Michael Berry
Michael Berry came to translation not through academic training but through the simple act of reading in a language he loved. Living in Taiwan in the 1990s, he found himself captivated by contemporary Chinese fiction—stories that American publishers hadn't yet discovered, written in a vernacular that textbooks couldn't teach. Rather than move into academia or publishing's established pipeline, Berry began translating out of necessity: he couldn't bear that these voices remained inaccessible to English readers. It was an amateur's impulse that would eventually reshape how American literature readers encounter contemporary Chinese writing.
His early work on Chang Ta-chun's Wild Kids: Two Novels About Growing Up (2000) announced a translator unafraid of stylistic chaos. Chang's prose is deliberately fractured, rebellious, the voice of a writer rejecting mainland conventions to capture Taiwanese youth culture in all its linguistic messiness. Berry doesn't smooth these edges. Instead, he mirrors that rupture in English, trusting readers to inhabit discomfort. The result crackles with authenticity—you feel the generational anger, the sexual confusion, the political undercurrents that Chang was documenting in real time. It wasn't the kind of translation that wins establishment prizes, but it was the kind that mattered to writers who recognized themselves on the page.

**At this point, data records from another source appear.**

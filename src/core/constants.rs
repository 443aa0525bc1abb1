//! Default settings for rasterizing text and drawing circuits.

/// Defaults used when nothing else is configured
pub mod defaults {
    /// Resolution of the rendered diagram, in dots per inch.
    pub const DPI: u32 = 250;
    /// Pixel size the text is rasterized at. This fixes the qubit count for most strings.
    pub const FONT_SIZE: f32 = 19.0;
    /// Font file looked up relative to the working directory.
    pub const FONT_FILE: &str = "SourceSansPro-Bold.otf";
    /// Where the rendered diagram is written.
    pub const OUTPUT_FILE: &str = "output.png";
    /// Longest accepted input, in characters. Also the fold width of the diagram.
    pub const MAX_TEXT_LENGTH: usize = 200;
    /// Largest image, in pixels, the PNG renderer will allocate.
    pub const MAX_IMAGE_PIXELS: u64 = 1 << 28;
    /// Coverage at or above which a rasterized pixel counts as ink.
    pub const INK_THRESHOLD: u8 = 128;

    /// Display color of the background gate (H).
    pub const H_COLOR: &str = "#A51417";
    /// Display color of the identity gate.
    pub const I_COLOR: &str = "#F0F0F0";
    /// Display color of the X gate.
    pub const X_COLOR: &str = "#F0F0F0";
    /// Display color of the Y gate.
    pub const Y_COLOR: &str = "#F0F0F0";
    /// Display color of the Z gate.
    pub const Z_COLOR: &str = "#F0F0F0";
}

With To Live (2007), Yu Hua's devastating chronicle of individual suffering across China's revolutionary decades, Berry demonstrated a different register entirely. Yu's prose is deceptively plain—a peasant's voice recounting catastrophe with the flatness of lived trauma. To capture this required not virtuosity but restraint: Berry removes himself almost entirely, allowing the repetition, the spare syntax, the accumulation of loss to do their devastating work. The translation preserves Yu's refusal to sentimentalize, his insistence that survival itself can be a kind of tragedy. English readers experience not a interpretation of Yu's vision but something closer to its transmission.

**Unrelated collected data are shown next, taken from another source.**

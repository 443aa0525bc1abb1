// src/core/qubit.rs

use std::fmt;

/// Index of a qubit within a circuit's register.
///
/// Qubits are numbered from the top of the diagram: qubit 0 is the first
/// bitmap row below the header band.
#[derive(Debug, Clone, Copy, PartialEq, Eq, Hash, PartialOrd, Ord)]
pub struct QubitId(pub usize);

impl QubitId {
    /// Gets the numeric index of this qubit.
    pub fn index(&self) -> usize {
        self.0
    }
}

impl From<usize> for QubitId {
    fn from(index: usize) -> Self {
        QubitId(index)
    }
}

impl fmt::Display for QubitId {
    fn fmt(&self, f: &mut fmt::Formatter<'_>) -> fmt::Result {
        write!(f, "q{}", self.0)
    }
}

What distinguishes Berry's work is his attentiveness to the sound of Chinese prose as it translates into English idiom—not literal meaning, but the emotional cadence beneath the words. Whether rendering Chang's anarchic energy or Yu's austere restraint, he recognizes that fidelity means capturing not what was said but what was felt in the saying. As Chinese literature continues its reckoning with contemporary publishing, Berry's relatively modest output proves that translation—real translation—requires not productivity but precision, not name recognition but an almost monastic devotion to individual texts.